Task brief: Will you return, word for word, only the lines from the top of the data below down to and including the one with "File name of"?

Stored data:
* * * *

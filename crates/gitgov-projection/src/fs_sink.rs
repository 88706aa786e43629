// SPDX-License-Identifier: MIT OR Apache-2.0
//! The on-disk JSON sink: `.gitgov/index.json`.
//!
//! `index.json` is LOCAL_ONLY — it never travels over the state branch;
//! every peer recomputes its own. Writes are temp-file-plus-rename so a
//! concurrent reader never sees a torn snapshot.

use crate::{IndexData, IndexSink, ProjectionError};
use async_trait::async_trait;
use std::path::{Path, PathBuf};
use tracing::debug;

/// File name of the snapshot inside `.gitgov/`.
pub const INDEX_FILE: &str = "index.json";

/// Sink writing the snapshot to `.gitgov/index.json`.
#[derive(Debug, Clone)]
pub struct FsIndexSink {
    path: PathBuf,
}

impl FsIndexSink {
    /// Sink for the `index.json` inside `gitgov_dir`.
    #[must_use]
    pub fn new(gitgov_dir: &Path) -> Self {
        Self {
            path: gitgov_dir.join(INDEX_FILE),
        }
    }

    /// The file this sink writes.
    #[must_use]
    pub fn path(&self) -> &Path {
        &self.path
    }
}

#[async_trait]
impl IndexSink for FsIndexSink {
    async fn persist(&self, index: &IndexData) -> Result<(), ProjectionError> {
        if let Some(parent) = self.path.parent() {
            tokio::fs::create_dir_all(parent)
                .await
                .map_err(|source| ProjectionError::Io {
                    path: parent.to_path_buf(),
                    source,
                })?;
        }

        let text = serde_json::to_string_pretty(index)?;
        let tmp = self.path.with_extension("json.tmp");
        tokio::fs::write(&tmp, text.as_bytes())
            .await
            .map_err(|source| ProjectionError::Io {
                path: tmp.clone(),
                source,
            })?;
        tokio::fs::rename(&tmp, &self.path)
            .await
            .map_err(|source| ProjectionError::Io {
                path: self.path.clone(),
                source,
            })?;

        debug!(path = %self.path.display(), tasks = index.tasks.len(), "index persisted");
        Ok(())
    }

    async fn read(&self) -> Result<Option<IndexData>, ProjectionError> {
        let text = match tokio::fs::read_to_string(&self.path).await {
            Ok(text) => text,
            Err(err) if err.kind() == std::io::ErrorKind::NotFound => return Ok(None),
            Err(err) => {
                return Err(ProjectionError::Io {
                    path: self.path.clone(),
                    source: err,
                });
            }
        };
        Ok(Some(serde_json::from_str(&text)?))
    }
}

* * * *

Exercise result:
filename crates/gitgov-projection/src/fs_sink.rs
repository 88706aa786e43629
// SPDX-License-Identifier: MIT OR Apache-2.0
//! The on-disk JSON sink: `.gitgov/index.json`.
//!
//! `index.json` is LOCAL_ONLY — it never travels over the state branch;
//! every peer recomputes its own. Writes are temp-file-plus-rename so a
//! concurrent reader never sees a torn snapshot.

use crate::{IndexData, IndexSink, ProjectionError};
use async_trait::async_trait;
use std::path::{Path, PathBuf};
use tracing::debug;

/// File name of the snapshot inside `.gitgov/`.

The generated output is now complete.